//! Change types produced by the diff engine.

use std::fmt;

use serde::ser::SerializeStruct;
use serde::{Deserialize, Serialize, Serializer};

use crate::types::ApiElement;

/// Type of change detected. Declaration order is the report sort order.
#[derive(Clone, Copy, Debug, PartialEq, Eq, Hash, PartialOrd, Ord, Serialize, Deserialize)]
#[serde(rename_all = "lowercase")]
pub enum ChangeType {
    Added,
    Removed,
    Modified,
    Deprecated,
}

impl ChangeType {
    pub const ALL: [ChangeType; 4] = [
        ChangeType::Added,
        ChangeType::Removed,
        ChangeType::Modified,
        ChangeType::Deprecated,
    ];

    pub fn as_str(&self) -> &'static str {
        match self {
            ChangeType::Added => "added",
            ChangeType::Removed => "removed",
            ChangeType::Modified => "modified",
            ChangeType::Deprecated => "deprecated",
        }
    }
}

impl fmt::Display for ChangeType {
    fn fmt(&self, f: &mut fmt::Formatter<'_>) -> fmt::Result {
        f.write_str(self.as_str())
    }
}

/// A single difference between two versions of a package.
///
/// For `Modified` the element is the new one. Added changes only carry a
/// `to_version`, removed changes only a `from_version`.
#[derive(Clone, Debug, PartialEq, Eq, Deserialize)]
pub struct ApiChange {
    element: ApiElement,
    change_type: ChangeType,
    #[serde(default)]
    from_version: Option<String>,
    #[serde(default)]
    to_version: Option<String>,
    #[serde(default)]
    old_signature: Option<String>,
    #[serde(default)]
    new_signature: Option<String>,
    #[serde(default)]
    description: Option<String>,
    is_backwards_compatible: bool,
}

impl ApiChange {
    /// Element appeared in `to_version`.
    pub fn added(element: ApiElement, to_version: &str) -> Self {
        Self {
            element,
            change_type: ChangeType::Added,
            from_version: None,
            to_version: Some(to_version.to_string()),
            old_signature: None,
            new_signature: None,
            description: None,
            is_backwards_compatible: true,
        }
    }

    /// Element existed in `from_version` and is gone afterwards.
    pub fn removed(element: ApiElement, from_version: &str) -> Self {
        Self {
            element,
            change_type: ChangeType::Removed,
            from_version: Some(from_version.to_string()),
            to_version: None,
            old_signature: None,
            new_signature: None,
            description: None,
            is_backwards_compatible: false,
        }
    }

    /// Element changed between the two versions. `element` is the new one.
    ///
    /// Compatibility defaults to `false`; the comparator upgrades it.
    pub fn modified(element: ApiElement, from_version: &str, to_version: &str) -> Self {
        Self {
            element,
            change_type: ChangeType::Modified,
            from_version: Some(from_version.to_string()),
            to_version: Some(to_version.to_string()),
            old_signature: None,
            new_signature: None,
            description: None,
            is_backwards_compatible: false,
        }
    }

    /// Element became deprecated in `to_version`.
    pub fn deprecated(element: ApiElement, from_version: &str, to_version: &str) -> Self {
        Self {
            element,
            change_type: ChangeType::Deprecated,
            from_version: Some(from_version.to_string()),
            to_version: Some(to_version.to_string()),
            old_signature: None,
            new_signature: None,
            description: None,
            is_backwards_compatible: true,
        }
    }

    /// Set signatures.
    pub fn with_signatures(mut self, old: Option<String>, new: Option<String>) -> Self {
        self.old_signature = old;
        self.new_signature = new;
        self
    }

    /// Set description.
    pub fn with_description(mut self, description: impl Into<String>) -> Self {
        self.description = Some(description.into());
        self
    }

    pub fn with_compatibility(mut self, compatible: bool) -> Self {
        self.is_backwards_compatible = compatible;
        self
    }

    pub fn element(&self) -> &ApiElement {
        &self.element
    }

    pub fn change_type(&self) -> ChangeType {
        self.change_type
    }

    pub fn from_version(&self) -> Option<&str> {
        self.from_version.as_deref()
    }

    pub fn to_version(&self) -> Option<&str> {
        self.to_version.as_deref()
    }

    pub fn old_signature(&self) -> Option<&str> {
        self.old_signature.as_deref()
    }

    pub fn new_signature(&self) -> Option<&str> {
        self.new_signature.as_deref()
    }

    pub fn description(&self) -> Option<&str> {
        self.description.as_deref()
    }

    pub fn is_backwards_compatible(&self) -> bool {
        self.is_backwards_compatible
    }

    /// Fully qualified name of the affected element.
    pub fn api_name(&self) -> String {
        self.element.full_name()
    }

    /// The version this change is reported under: `to_version`, else `from_version`.
    pub fn version(&self) -> Option<&str> {
        self.to_version().or(self.from_version())
    }
}

// `api_name` and `version` are written for readers of the persisted form and
// ignored when reading it back.
impl Serialize for ApiChange {
    fn serialize<S: Serializer>(&self, serializer: S) -> Result<S::Ok, S::Error> {
        let mut state = serializer.serialize_struct("ApiChange", 10)?;
        state.serialize_field("element", &self.element)?;
        state.serialize_field("change_type", &self.change_type)?;
        state.serialize_field("from_version", &self.from_version)?;
        state.serialize_field("to_version", &self.to_version)?;
        state.serialize_field("old_signature", &self.old_signature)?;
        state.serialize_field("new_signature", &self.new_signature)?;
        state.serialize_field("description", &self.description)?;
        state.serialize_field("is_backwards_compatible", &self.is_backwards_compatible)?;
        state.serialize_field("api_name", &self.api_name())?;
        state.serialize_field("version", &self.version())?;
        state.end()
    }
}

*YOUR INSTRUCTIONS:*
Reproduce the material above exactly, beginning at its first line and ending with the line that holds "report sort order.". Include nothing else.

*TASK OUTPUT:*
//! Change types produced by the diff engine.

use std::fmt;

use serde::ser::SerializeStruct;
use serde::{Deserialize, Serialize, Serializer};

use crate::types::ApiElement;

/// Type of change detected. Declaration order is the report sort order.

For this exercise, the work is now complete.